Adams founded the Group f/64 along with fellow photographers Willard Van Dyke and Edward Weston. Adams's photographs are reproduced on calendars, posters, and in books, making his photographs widely distributed.
 
Photography career
1920s
In 1927, Adams produced his first portfolio, Parmelian Prints of the High Sierras, in his new style, which included his famous image Monolith, the Face of Half Dome, taken with his Korona view camera using glass plates and a dark red filter (to heighten the tonal contrasts). On that excursion, he had only one plate left and he "visualized" the effect of the blackened sky before risking the last shot. As he stated, "I had been able to realize a desired image: not the way the subject appeared in reality but how it felt to me and how it must appear in the finished print".

As he wrote confidently in April 1927, "My photographs have now reached a stage when they are worthy of the world's critical examination. I have suddenly come upon a new style which I believe will place my work equal to anything of its kind."
 
With the sponsorship and promotion of Albert Bender, an arts-connected businessman, Adams's first portfolio was a success (earning nearly $3,900) and soon he received commercial assignments to photograph the wealthy patrons who bought his portfolio.Adams also came to understand how important it was that his carefully crafted photos were reproduced to best effect. At Bender's invitation, he joined the prestigious Roxburghe Club, an association devoted to fine printing and high standards in book arts. He learned much about printing techniques, inks, design, and layout which he later applied to other projects. Unfortunately, at that time most of his darkroom work was still being done in the basement of his parents' home, and he was somewhat limited by barely adequate equipment.
 
After a cooling off period with Virginia Best during 1925–26, during which he had short-lasting relationships with various women, many of them students of colleague Cedric Wright, he married Virginia in 1928. The newlyweds moved in with his parents to save expenses. His marriage also marked the end of his serious attempt at a musical career, as well as her ambitions to be a classical singer.


 
1930s
Between 1929 and 1942, Adams's work matured and he became more established. In the course of his 60-year career, the 1930s were a particularly productive and experimental time.

Adams expanded his works, focusing on detailed close-ups as well as large forms from mountains to factories. In 1930 Taos Pueblo, Adams's first book, was published with text by writer Mary Hunter Austin.
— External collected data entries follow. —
//! The preference-store seam.
//!
//! The scheduler talks to storage through [`PreferenceStore`] so tests can
//! substitute an in-memory fake. Production uses [`PgPreferenceStore`],
//! which delegates to the repository layer.

use async_trait::async_trait;

use lightstrail_core::types::{Timestamp, UserId};
use lightstrail_db::models::alert_preference::{AlertPreference, UpdateAlertPreference};
use lightstrail_db::repositories::AlertPreferenceRepo;
use lightstrail_db::DbPool;

/// Error type for preference-store operations.
#[derive(Debug, thiserror::Error)]
pub enum StoreError {
    /// The store could not be reached or the query failed.
    #[error("Preference store unavailable: {0}")]
    Unavailable(#[from] sqlx::Error),

    /// A targeted write matched no row.
    #[error("No alert preference for user {0}")]
    NotFound(UserId),
}

/// Persistence operations the alert system needs.
#[async_trait]
pub trait PreferenceStore: Send + Sync {
    /// All preferences with alerting enabled.
    async fn find_enabled(&self) -> Result<Vec<AlertPreference>, StoreError>;

    /// Record the observation time of a successful send. Partial update of
    /// that column only.
    async fn update_last_notified(
        &self,
        user_id: UserId,
        sent_at: Timestamp,
    ) -> Result<(), StoreError>;

    /// The preference for a user, if one exists.
    async fn find_by_user_id(&self, user_id: UserId)
        -> Result<Option<AlertPreference>, StoreError>;

    /// Create or partially update a preference.
    async fn upsert(
        &self,
        user_id: UserId,
        update: &UpdateAlertPreference,
    ) -> Result<AlertPreference, StoreError>;
}

/// Postgres-backed [`PreferenceStore`].
pub struct PgPreferenceStore {
    pool: DbPool,
}

impl PgPreferenceStore {
    pub fn new(pool: DbPool) -> Self {
        Self { pool }
    }
}

#[async_trait]
impl PreferenceStore for PgPreferenceStore {
    async fn find_enabled(&self) -> Result<Vec<AlertPreference>, StoreError> {
        Ok(AlertPreferenceRepo::find_enabled(&self.pool).await?)
    }

    async fn update_last_notified(
        &self,
        user_id: UserId,
        sent_at: Timestamp,
    ) -> Result<(), StoreError> {
        let updated = AlertPreferenceRepo::update_last_notified(&self.pool, user_id, sent_at).await?;
        if !updated {
            return Err(StoreError::NotFound(user_id));
        }
        Ok(())
    }

    async fn find_by_user_id(
        &self,
        user_id: UserId,
    ) -> Result<Option<AlertPreference>, StoreError> {
        Ok(AlertPreferenceRepo::find_by_user_id(&self.pool, user_id).await?)
    }

    async fn upsert(
        &self,
        user_id: UserId,
        update: &UpdateAlertPreference,
    ) -> Result<AlertPreference, StoreError> {
        Ok(AlertPreferenceRepo::upsert(&self.pool, user_id, update).await?)
    }
}
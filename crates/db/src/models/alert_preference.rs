//! Alert preference entity model and DTOs.

use serde::{Deserialize, Serialize};
use sqlx::FromRow;
use validator::Validate;

use lightstrail_core::aurora::GeoPoint;
use lightstrail_core::types::{DbId, Timestamp, UserId};

/// A row from the `alert_preferences` table.
///
/// `last_notification_sent` is mutated only by the alert scheduler, after a
/// send has succeeded; `NULL` means "never notified".
#[derive(Debug, Clone, FromRow, Serialize)]
pub struct AlertPreference {
    pub id: DbId,
    pub user_id: UserId,
    pub email: Option<String>,
    pub kp_threshold: i16,
    pub is_enabled: bool,
    pub latitude: Option<f64>,
    pub longitude: Option<f64>,
    pub city_name: Option<String>,
    pub last_notification_sent: Option<Timestamp>,
    pub created_at: Timestamp,
    pub updated_at: Timestamp,
}

impl AlertPreference {
    /// The stored location, when present.
    ///
    /// The schema guarantees the three location columns are all set or all
    /// `NULL`, so this returns `Some` exactly when the row carries a
    /// complete location.
    pub fn location(&self) -> Option<PreferenceLocation> {
        match (self.latitude, self.longitude, &self.city_name) {
            (Some(latitude), Some(longitude), Some(city_name)) => Some(PreferenceLocation {
                latitude,
                longitude,
                city_name: city_name.clone(),
            }),
            _ => None,
        }
    }

    /// The stored coordinates as a [`GeoPoint`], when present.
    pub fn geo_point(&self) -> Option<GeoPoint> {
        match (self.latitude, self.longitude) {
            (Some(latitude), Some(longitude)) => Some(GeoPoint {
                latitude,
                longitude,
            }),
            _ => None,
        }
    }
}

/// A complete location: the fields travel together, never individually.
#[derive(Debug, Clone, PartialEq, Serialize, Deserialize, Validate)]
pub struct PreferenceLocation {
    #[validate(range(min = -90.0, max = 90.0))]
    pub latitude: f64,
    #[validate(range(min = -180.0, max = 180.0))]
    pub longitude: f64,
    #[validate(length(min = 1))]
    pub city_name: String,
}

/// DTO for creating or partially updating an alert preference.
///
/// Absent fields leave the stored value unchanged; on first write, absent
/// fields fall back to the row defaults (threshold 5, enabled, no location).
#[derive(Debug, Default, Deserialize, Validate)]
pub struct UpdateAlertPreference {
    #[validate(email)]
    pub email: Option<String>,
    #[validate(range(min = 0, max = 9))]
    pub kp_threshold: Option<i16>,
    pub is_enabled: Option<bool>,
    #[validate(nested)]
    pub location: Option<PreferenceLocation>,
}
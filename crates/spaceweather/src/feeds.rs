//! Raw SWPC feed payloads and their reshaping into domain values.
//!
//! The SWPC publishes two JSON shapes: `/json/...` feeds are arrays of
//! objects, `/products/...` feeds are arrays of string arrays with a header
//! row. Both are decoded here and nowhere else.

use chrono::{NaiveDateTime, Utc};
use serde::{Deserialize, Serialize};

use lightstrail_core::aurora::visibility_probability;
use lightstrail_core::types::Timestamp;

use crate::client::SpaceWeatherError;

/// One entry of the 1-minute planetary K index feed
/// (`/json/planetary_k_index_1m.json`).
#[derive(Debug, Deserialize)]
pub(crate) struct KpIndexEntry {
    pub time_tag: String,
    pub estimated_kp: f64,
}

/// One entry of the real-time solar wind magnetometer feed
/// (`/json/rtsw/rtsw_mag_1m.json`).
#[derive(Debug, Deserialize)]
pub(crate) struct RtswMagEntry {
    pub bz_gsm: Option<f64>,
}

/// One entry of the real-time solar wind plasma feed
/// (`/json/rtsw/rtsw_wind_1m.json`).
#[derive(Debug, Deserialize)]
pub(crate) struct RtswWindEntry {
    pub proton_speed: Option<f64>,
}

/// One forecast slot, reshaped from the three-day Kp forecast product.
#[derive(Debug, Clone, PartialEq, Serialize)]
pub struct KpForecastEntry {
    /// Start of the three-hour slot the forecast applies to (UTC).
    pub valid_at: Timestamp,
    /// Forecast Kp index for the slot.
    pub kp_index: f64,
    /// Aurora visibility probability derived from `kp_index`.
    pub probability: u8,
}

/// Parse an SWPC `time_tag` value.
///
/// The feeds are inconsistent: `/json/` feeds use `2025-03-01T12:34:00`
/// (optionally with fractional seconds or a trailing `Z`), `/products/`
/// feeds use `2025-03-01 12:00:00`. All of them are UTC.
pub(crate) fn parse_time_tag(raw: &str) -> Result<Timestamp, SpaceWeatherError> {
    if let Ok(parsed) = chrono::DateTime::parse_from_rfc3339(raw) {
        return Ok(parsed.with_timezone(&Utc));
    }
    for format in ["%Y-%m-%dT%H:%M:%S%.f", "%Y-%m-%d %H:%M:%S%.f"] {
        if let Ok(parsed) = NaiveDateTime::parse_from_str(raw, format) {
            return Ok(parsed.and_utc());
        }
    }
    Err(SpaceWeatherError::Malformed(format!(
        "unparseable time_tag: {raw}"
    )))
}

/// Reshape the `/products/noaa-planetary-k-index-forecast.json` table into
/// forecast entries.
///
/// The product is an array of `[time_tag, kp, observed, noaa_scale]` string
/// rows, the first being a header. Rows with an unparseable Kp value make
/// the whole payload malformed; a partial forecast is never returned.
pub(crate) fn reshape_forecast(
    rows: Vec<Vec<String>>,
) -> Result<Vec<KpForecastEntry>, SpaceWeatherError> {
    rows.into_iter()
        .skip(1) // header row
        .map(|row| {
            let [time_tag, kp, ..] = row.as_slice() else {
                return Err(SpaceWeatherError::Malformed(
                    "forecast row has fewer than two columns".to_string(),
                ));
            };
            let kp_index: f64 = kp.trim().parse().map_err(|_| {
                SpaceWeatherError::Malformed(format!("unparseable forecast kp: {kp}"))
            })?;
            Ok(KpForecastEntry {
                valid_at: parse_time_tag(time_tag)?,
                kp_index,
                probability: visibility_probability(kp_index),
            })
        })
        .collect()
}

// ---------------------------------------------------------------------------
// Tests
// ---------------------------------------------------------------------------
In New Mexico, he was introduced to notables from Stieglitz's circle, including painter Georgia O'Keeffe, artist John Marin, and photographer Paul Strand, all of whom created famous works during their stays in the Southwest. Adams's talkative, high-spirited nature combined with his excellent piano playing made him a hit within his enlarging circle of elite artist friends. Strand especially proved influential, sharing secrets of his technique with Adams, and finally convincing Adams to pursue photography with all his talent and energy.
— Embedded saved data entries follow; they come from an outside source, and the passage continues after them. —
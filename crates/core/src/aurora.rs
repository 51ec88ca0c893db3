//! The Kp scale and geomagnetic reading types.
//!
//! The planetary K index (Kp) summarises global geomagnetic disturbance on a
//! 0–9 scale; higher values correlate with aurora visibility at lower
//! latitudes. Readings are transient — fetched from the upstream feed per
//! evaluation pass, consumed, and discarded.

use serde::{Deserialize, Serialize};

use crate::types::Timestamp;

/// Lower bound of the Kp scale.
pub const KP_MIN: i16 = 0;

/// Upper bound of the Kp scale.
pub const KP_MAX: i16 = 9;

/// A geographic coordinate pair.
#[derive(Debug, Clone, Copy, PartialEq, Serialize, Deserialize)]
pub struct GeoPoint {
    pub latitude: f64,
    pub longitude: f64,
}

/// A snapshot of current geomagnetic conditions.
///
/// `kp_index` may be fractional — some upstream feeds report estimated Kp
/// in thirds (e.g. `4.33`). Bz and solar wind speed are ancillary: carried
/// for display, never consulted by the alert decision.
#[derive(Debug, Clone, Serialize, Deserialize)]
pub struct GeomagneticReading {
    /// Planetary K index, 0–9, possibly fractional.
    pub kp_index: f64,
    /// North-south component of the interplanetary magnetic field, in nT.
    pub bz: Option<f64>,
    /// Solar wind bulk speed, in km/s.
    pub solar_wind_speed: Option<f64>,
    /// When the upstream feed observed these conditions (UTC).
    pub observed_at: Timestamp,
    /// Coordinates the reading applies to; `None` for a planetary reading.
    pub location: Option<GeoPoint>,
}

/// Clamp a stored Kp threshold to the valid [`KP_MIN`]..=[`KP_MAX`] range.
///
/// The data layer applies this on every write so that downstream consumers
/// (the evaluator in particular) can trust stored values.
pub fn clamp_kp_threshold(value: i16) -> i16 {
    value.clamp(KP_MIN, KP_MAX)
}

/// Aurora visibility probability for a given Kp index, as a percentage.
///
/// `min(round(kp / 9 * 100), 100)` — purely presentational, used to render
/// notification payloads and the space-weather endpoints.
pub fn visibility_probability(kp_index: f64) -> u8 {
    let percent = (kp_index / f64::from(KP_MAX) * 100.0).round();
    percent.clamp(0.0, 100.0) as u8
}

// ---------------------------------------------------------------------------
// Tests
// ---------------------------------------------------------------------------
//! The geomagnetic data-source seam.

use async_trait::async_trait;

use lightstrail_core::aurora::{GeoPoint, GeomagneticReading};
use lightstrail_spaceweather::{SpaceWeatherError, SwpcClient};

/// Supplier of current geomagnetic conditions.
///
/// `location` is advisory: a planetary source (the production SWPC client)
/// ignores it and returns one global reading, while a per-location source
/// may use it to localise the answer. The scheduler resolves one reading
/// per pass either way.
#[async_trait]
pub trait KpDataSource: Send + Sync {
    async fn current_reading(
        &self,
        location: Option<GeoPoint>,
    ) -> Result<GeomagneticReading, SpaceWeatherError>;
}

#[async_trait]
impl KpDataSource for SwpcClient {
    async fn current_reading(
        &self,
        _location: Option<GeoPoint>,
    ) -> Result<GeomagneticReading, SpaceWeatherError> {
        SwpcClient::current_reading(self).await
    }
}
One of Strand's suggestions which Adams immediately adopted was to use glossy paper rather than matte to intensify tonal values.
 
Through a friend with Washington connections, most likely Francis P. Farquhar, Adams was able to put on his first solo museum exhibition at the Smithsonian Institution in 1931, featuring 60 prints taken in the High Sierra. He received an excellent review from the Washington Post, "His photographs are like portraits of the giant peaks, which seem to be inhabited by mythical gods." Despite his success, Adams felt he was not yet up to the standards of Strand. He decided to broaden his subject matter to include still life and close-up photos, and to achieve higher quality by "visualizing" each image before taking it. He emphasized the use of small apertures and long exposures in natural light, which created sharp details with a wide range of focus, as demonstrated in Rose and Driftwood (1933), one of his finest still-life photographs.
 
In 1932, Adams had a group show at the M. H. de Young Museum with Imogen Cunningham and Edward Weston and they soon formed Group f/64, which espoused "pure or straight photography" over pictorialism (f/64 being a very small aperture setting that gives great depth of field). The group's manifesto stated that "Pure photography is defined as possessing no qualities of technique, composition or idea, derivative of any other art form." In reality, "pure photography" did borrow from some of the established principles of painting, especially compositional balance and perspective, and some manipulation of subject and effect. By these standards, not only were "soft focus" lenses prohibited but Adams's earlier photo Monolith, which used a strong red filter to create a black sky, would have been considered unacceptable.
 
Following Stieglitz's example, in 1933 Adams opened his own art and photography gallery in San Francisco which eventually became the Danysh Gallery after Adams's commitments grew too burdensome.[35] Adams also began to publish essays in photography magazines and wrote his first instructional book Making a Photograph in 1935.[36] During the summers, he often participated in Sierra Club outings, as a paid photographer for the group, and the rest of the year a core group of the Club members socialized regularly in San Francisco. During 1933, his first child Michael was born, followed by Anne two years later.
 
During the 1930s, many photographers including Dorothea Lange and Walker Evans believed they had a social obligation to reveal the harsh times of the Depression through their art.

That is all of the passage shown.